September 9th, 2019 · Anxiety, autumn anxiety

autumn anxiety

Autumn anxiety is very common. As we know, the autumn season often involves major life transitions.

Young people go back to school or post-secondary education, fall activities re-commence, and the days grow shorter, while we feel the approach of winter. All of these things can make autumn anxiety a profound reality. As Westchester Medical Center psychiatist Stephen Ferrando this can be an agitated and anxious depressive state.
There are very specific things that individuals can do for such anxiety. For instance, children or young adults experiencing anxiety around return to classes can learn various breathing and relaxation techniques, which can be tremendously helpful. If the shortening days trigger depression/anxiety, often there can be great benefit from properly using tools like light boxes, which expose the individual to very bright light for specific daily periods.
Yet, beyond these types of experience, adults may experience other kinds of autumn anxiety, which are very specific to the adult journey.

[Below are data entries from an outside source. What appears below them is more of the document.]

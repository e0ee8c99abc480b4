//! The canonical result shape shared by tool output and tool traces.

use crate::error::HttpToolsError;
use serde::Serialize;
use serde_json::Value;

/// Outcome of one call. Exactly one of `response` / `error` is set; the constructors are the only
/// way to build one.
#[derive(Debug, Clone, PartialEq, Serialize)]
#[serde(rename_all = "camelCase")]
pub struct ResponseEnvelope {
    success: bool,
    request: Value,
    #[serde(skip_serializing_if = "Option::is_none")]
    response: Option<Value>,
    #[serde(skip_serializing_if = "Option::is_none")]
    error: Option<String>,
    #[serde(skip_serializing_if = "Option::is_none")]
    error_kind: Option<&'static str>,
    #[serde(skip_serializing_if = "Option::is_none")]
    status_code: Option<u16>,
    /// Upstream error body or validation violations.
    #[serde(skip_serializing_if = "Option::is_none")]
    details: Option<Value>,
}

impl ResponseEnvelope {
    #[must_use]
    pub fn success(request: Value, response: Value) -> Self {
        Self {
            success: true,
            request,
            response: Some(response),
            error: None,
            error_kind: None,
            status_code: None,
            details: None,
        }
    }

    #[must_use]
    pub fn failure(request: Value, err: &HttpToolsError) -> Self {
        Self {
            success: false,
            request,
            response: None,
            error: Some(err.to_string()),
            error_kind: Some(err.kind()),
            status_code: err.status_code(),
            details: err.details().cloned(),
        }
    }

    #[must_use]
    pub fn is_success(&self) -> bool {
        self.success
    }

    #[must_use]
    pub fn request(&self) -> &Value {
        &self.request
    }

    #[must_use]
    pub fn response(&self) -> Option<&Value> {
        self.response.as_ref()
    }

    #[must_use]
    pub fn error(&self) -> Option<&str> {
        self.error.as_deref()
    }

    #[must_use]
    pub fn to_value(&self) -> Value {
        serde_json::to_value(self).unwrap_or(Value::Null)
    }

    /// Pretty-printed JSON, as handed back to an agent.
    #[must_use]
    pub fn render(&self) -> String {
        serde_json::to_string_pretty(self).unwrap_or_else(|_| self.to_value().to_string())
    }
}
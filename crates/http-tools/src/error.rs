//! Error types for `flowunit-http-tools`.

use crate::transport::TransportError;
use serde_json::Value;
use thiserror::Error;

/// Errors raised while resolving or performing a unit's outbound call.
#[derive(Debug, Clone, Error)]
pub enum HttpToolsError {
    /// Static setup is unusable (e.g. empty endpoint URL). Never recoverable per record.
    #[error("configuration error: {0}")]
    Config(String),

    /// A body was supplied as a string that is not valid JSON.
    #[error("malformed payload: {0}")]
    MalformedPayload(String),

    /// No usable argument could be recovered from free-form tool input.
    #[error("argument extraction failed: {0}")]
    ArgumentExtraction(String),

    /// Arguments or parameter values failed validation.
    #[error("{message}")]
    InvalidArguments { message: String, details: Value },

    /// The transport reported a network failure or a non-2xx response.
    #[error(transparent)]
    Transport(#[from] TransportError),
}

impl HttpToolsError {
    pub fn config(msg: impl Into<String>) -> Self {
        Self::Config(msg.into())
    }

    pub fn invalid(msg: impl Into<String>) -> Self {
        Self::InvalidArguments {
            message: msg.into(),
            details: Value::Null,
        }
    }

    /// Fatal errors abort a batch even when failures are otherwise contained.
    #[must_use]
    pub fn is_fatal(&self) -> bool {
        matches!(self, Self::Config(_))
    }

    /// Stable machine-readable name of the error kind.
    #[must_use]
    pub fn kind(&self) -> &'static str {
        match self {
            Self::Config(_) => "configuration",
            Self::MalformedPayload(_) => "malformed-payload",
            Self::ArgumentExtraction(_) => "argument-extraction",
            Self::InvalidArguments { .. } => "invalid-arguments",
            Self::Transport(_) => "transport",
        }
    }

    #[must_use]
    pub fn status_code(&self) -> Option<u16> {
        match self {
            Self::Transport(t) => t.status_code,
            _ => None,
        }
    }

    /// Extra structured context: the upstream body for transport errors, violations for
    /// validation errors.
    #[must_use]
    pub fn details(&self) -> Option<&Value> {
        match self {
            Self::Transport(t) => t.response.as_ref(),
            Self::InvalidArguments { details, .. } if !details.is_null() => Some(details),
            _ => None,
        }
    }
}

pub type Result<T> = std::result::Result<T, HttpToolsError>;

Passing Time, and the Unlived Life

With shortening days, the sun lower in the sky and falling temperatures, autumn reminds us powerfully of the approach of winter. It can be a very powerful symbol of the passage of time in the individual’s life, and it can lead us to ask some very searching questions.

The whole autumn season gives us the message that we should be getting ready, making preparations, doing more. Sometimes that can resonate with a powerful feeling that I’ve somehow missed out on my life or that I’m somehow not on the right track. These can be intensely disturbing, extremely anxiety provoking feelings.

We may need to really focus in our lives and identify where such feelings come from. We may also need to grieve lost opportunities, but also seek for ways in which the deepest yearnings within us can find some way to come to life, and to be made realities in our present lives.

Ignoring Our Inner Voices

We can keep trying what we’ve already been doing, and hope for a different, better outcome. Yet it’s likely that ignoring the pressing questions that life asks us about our success, our failure, our dreams and aspirations and about getting older, will just make the questions get louder.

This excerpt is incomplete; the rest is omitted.